In the old days (which aren’t, really that old, they are still present and with us!) the best place to find something was a search engine. For example, if I wanted to research the Avian flu virus I could go to Google or Yahoo and type in Avian Flu Virus. The search results that I am given are provided by a proprietary algorithm that the search engine sites have worked thousands of hours to tweak, tune, and twiddle.
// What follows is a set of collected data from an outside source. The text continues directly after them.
//! Constructor argument coercion and creation-data encoding.
//!
//! Coercion is all-or-nothing: every field is checked and every failure is
//! reported, and nothing is encoded unless all of them pass.

use std::fmt;

use alloy::dyn_abi::{DynSolValue, JsonAbiExt};
use alloy::primitives::utils::parse_units;
use alloy::primitives::{Address, Bytes, U256};
use thiserror::Error;

use crate::domain::{ContractParameter, ContractTemplate, GasOverrides, ParamType};
use crate::ports::PortError;

#[derive(Debug, Clone, PartialEq, Eq, Error)]
#[error("{name}: {message}")]
pub struct FieldError {
    pub index: usize,
    pub name: String,
    pub message: String,
}

#[derive(Debug, Clone, PartialEq, Eq)]
pub struct ValidationErrors(pub Vec<FieldError>);

impl ValidationErrors {
    pub fn for_field(&self, name: &str) -> Option<&FieldError> {
        self.0.iter().find(|e| e.name == name)
    }

    pub fn len(&self) -> usize {
        self.0.len()
    }

    pub fn is_empty(&self) -> bool {
        self.0.is_empty()
    }
}

impl fmt::Display for ValidationErrors {
    fn fmt(&self, f: &mut fmt::Formatter<'_>) -> fmt::Result {
        for (idx, err) in self.0.iter().enumerate() {
            if idx > 0 {
                f.write_str("; ")?;
            }
            f.write_str(&err.message)?;
        }
        Ok(())
    }
}

impl std::error::Error for ValidationErrors {}

/// Coerces one form value. A blank value falls back to the parameter default.
pub fn coerce_value(param: &ContractParameter, raw: &str) -> Result<DynSolValue, String> {
    let trimmed = raw.trim();
    let value = if trimmed.is_empty() {
        param.default_value.as_deref().unwrap_or("").trim()
    } else {
        trimmed
    };
    if value.is_empty() {
        return if param.required {
            Err(format!("{} is required", param.name))
        } else {
            empty_value(param.kind)
        };
    }

    match param.kind {
        ParamType::Uint(bits) => parse_uint(value, bits)
            .map(|v| DynSolValue::Uint(v, bits as usize))
            .map_err(|e| format!("{} {e}", param.name)),
        ParamType::String => {
            if let Some(max) = param.max_len {
                if value.chars().count() > max {
                    return Err(format!("{} must be less than {max} characters", param.name));
                }
            }
            Ok(DynSolValue::String(value.to_owned()))
        }
        ParamType::Address => parse_address(value)
            .map(DynSolValue::Address)
            .map_err(|e| format!("Invalid address for {}: {e}", param.name)),
        ParamType::AddressList => {
            let mut out = Vec::new();
            for (pos, entry) in value.split(',').map(str::trim).enumerate() {
                let addr = parse_address(entry).map_err(|e| {
                    format!("Invalid address #{} for {}: {e}", pos + 1, param.name)
                })?;
                out.push(DynSolValue::Address(addr));
            }
            Ok(DynSolValue::Array(out))
        }
    }
}

fn empty_value(kind: ParamType) -> Result<DynSolValue, String> {
    Ok(match kind {
        ParamType::Uint(bits) => DynSolValue::Uint(U256::ZERO, bits as usize),
        ParamType::String => DynSolValue::String(String::new()),
        ParamType::Address => DynSolValue::Address(Address::ZERO),
        ParamType::AddressList => DynSolValue::Array(Vec::new()),
    })
}

fn parse_uint(value: &str, bits: u16) -> Result<U256, String> {
    if !value.bytes().all(|b| b.is_ascii_digit()) {
        return Err("must be a positive number".to_owned());
    }
    let parsed = U256::from_str_radix(value, 10).map_err(|_| format!("exceeds uint{bits}"))?;
    if bits < 256 && parsed.bit_len() > bits as usize {
        return Err(format!("exceeds uint{bits}"));
    }
    Ok(parsed)
}

/// `0x` + 40 hex digits. Mixed-case input must carry a valid EIP-55 checksum.
pub fn parse_address(raw: &str) -> Result<Address, String> {
    let hex = raw
        .strip_prefix("0x")
        .ok_or_else(|| "missing 0x prefix".to_owned())?;
    if hex.len() != 40 || !hex.bytes().all(|b| b.is_ascii_hexdigit()) {
        return Err("expected 40 hex characters".to_owned());
    }
    let has_upper = hex.bytes().any(|b| b.is_ascii_uppercase());
    let has_lower = hex.bytes().any(|b| b.is_ascii_lowercase());
    if has_upper && has_lower {
        Address::parse_checksummed(raw, None).map_err(|_| "bad checksum".to_owned())
    } else {
        raw.parse::<Address>().map_err(|e| e.to_string())
    }
}

/// Checks every field; fails with all field errors at once.
pub fn coerce_args(
    params: &[ContractParameter],
    inputs: &[String],
) -> Result<Vec<DynSolValue>, ValidationErrors> {
    if params.len() != inputs.len() {
        return Err(ValidationErrors(vec![FieldError {
            index: inputs.len(),
            name: "arguments".to_owned(),
            message: format!(
                "argument count mismatch: expected {}, got {}",
                params.len(),
                inputs.len()
            ),
        }]));
    }

    let mut values = Vec::with_capacity(params.len());
    let mut errors = Vec::new();
    for (index, (param, raw)) in params.iter().zip(inputs).enumerate() {
        match coerce_value(param, raw) {
            Ok(v) => values.push(v),
            Err(message) => errors.push(FieldError {
                index,
                name: param.name.clone(),
                message,
            }),
        }
    }
    if errors.is_empty() {
        Ok(values)
    } else {
        Err(ValidationErrors(errors))
    }
}

/// Creation bytecode followed by the ABI-encoded constructor arguments.
pub fn encode_deploy_data(
    template: &ContractTemplate,
    args: &[DynSolValue],
) -> Result<Bytes, PortError> {
    let bytecode = template
        .bytecode
        .as_ref()
        .filter(|b| !b.is_empty())
        .ok_or_else(|| {
            PortError::Validation(format!("template '{}' has no bytecode", template.id))
        })?;

    let encoded_args = match &template.abi.constructor {
        Some(ctor) => ctor
            .abi_encode_input(args)
            .map_err(|e| PortError::Validation(format!("abi encoding failed: {e}")))?,
        None if args.is_empty() => Vec::new(),
        None => {
            return Err(PortError::Validation(format!(
                "template '{}' takes no constructor arguments",
                template.id
            )))
        }
    };

    let mut data = Vec::with_capacity(bytecode.len() + encoded_args.len());
    data.extend_from_slice(bytecode);
    data.extend_from_slice(&encoded_args);
    Ok(Bytes::from(data))
}

/// Parses the optional gas-limit and gas-price (gwei) fields. Blank means auto.
pub fn parse_gas_overrides(
    gas_limit: &str,
    gas_price_gwei: &str,
) -> Result<GasOverrides, ValidationErrors> {
    let mut errors = Vec::new();
    let mut overrides = GasOverrides::default();

    let limit = gas_limit.trim();
    if !limit.is_empty() {
        match limit.parse::<u64>() {
            Ok(v) if v > 0 => overrides.gas_limit = Some(v),
            _ => errors.push(FieldError {
                index: 0,
                name: "gasLimit".to_owned(),
                message: "Gas limit must be a positive integer".to_owned(),
            }),
        }
    }

    let price = gas_price_gwei.trim();
    if !price.is_empty() {
        match parse_units(price, "gwei") {
            Ok(units) if !units.is_negative() => overrides.gas_price = Some(units.get_absolute()),
            _ => errors.push(FieldError {
                index: 1,
                name: "gasPrice".to_owned(),
                message: "Gas price must be a non-negative number of gwei".to_owned(),
            }),
        }
    }

    if errors.is_empty() {
        Ok(overrides)
    } else {
        Err(ValidationErrors(errors))
    }
}

#[cfg(test)]
mod tests {
    use super::*;

    fn param(name: &str, kind: &str) -> ContractParameter {
        ContractParameter {
            name: name.to_owned(),
            kind: kind.parse().expect("param type"),
            description: String::new(),
            required: true,
            default_value: None,
            max_len: None,
        }
    }

    #[test]
    fn uint8_rejects_overflow() {
        let p = param("decimals", "uint8");
        assert!(coerce_value(&p, "255").is_ok());
        let err = coerce_value(&p, "256").expect_err("overflow");
        assert!(err.contains("exceeds uint8"));
    }

    #[test]
    fn address_checksum_is_enforced_for_mixed_case() {
        assert!(parse_address("0x5aaeb6053f3e94c9b9a09f33669435e7ef1beaed").is_ok());
        assert!(parse_address("0x5aAeb6053F3E94C9b9A09f33669435E7Ef1BeAed").is_ok());
        assert!(parse_address("0x5aAeb6053F3E94C9b9A09f33669435E7Ef1BeAeD").is_err());
        assert!(parse_address("5aaeb6053f3e94c9b9a09f33669435e7ef1beaed").is_err());
    }

    #[test]
    fn address_list_rejects_blank_entry() {
        let p = param("owners", "address[]");
        let err = coerce_value(
            &p,
            "0x5aaeb6053f3e94c9b9a09f33669435e7ef1beaed, ,0x000000000000000000000000000000000000dead",
        )
        .expect_err("blank entry");
        assert!(err.contains("#2"));
    }

    #[test]
    fn gas_overrides_parse_gwei() {
        let o = parse_gas_overrides("500000", "1.5").expect("overrides");
        assert_eq!(o.gas_limit, Some(500_000));
        assert_eq!(o.gas_price, Some(U256::from(1_500_000_000u64)));
        assert_eq!(parse_gas_overrides("", "").expect("auto"), GasOverrides::default());
        assert_eq!(parse_gas_overrides("abc", "-1").expect_err("bad").len(), 2);
    }
}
In the Web 2.0 model I can go a couple of different places to find information about the Avian flu virus. A great example is Technorati. Technorati indexes the real live web by checking the RSS feeds of the blogosphere (as well as the traditional press) constantly. Unlike Google which goes out and spiders sites on an un-real-time basis Technorait is the real time web. Let’s take a look at the same search on Technorati. The latest story is about the Avian flu virus is 11 minutes old, and the rest are all within the hour. Must more timely than Google. This is all powered by the ubiquity of RSS.

Another great example of Web 2.0 is searching through tag sites, the best known being delicious.com (recently acquired by Yahoo). Here websites are tagged as interesting by the larger delicious community. This is human-rendered search on a large scale. Real time search is not the result here, but filtered links are. Look at our same search on delicious. We don’t have the 100’s of pages of results that Google provides, but we do have a filtered list by the community.

Both these examples (and there are many more!) are examples of typical use cases being disrupted and enhanced by Web 2.0 technologies and phenomena. In this case RSS and community. Have any other examples?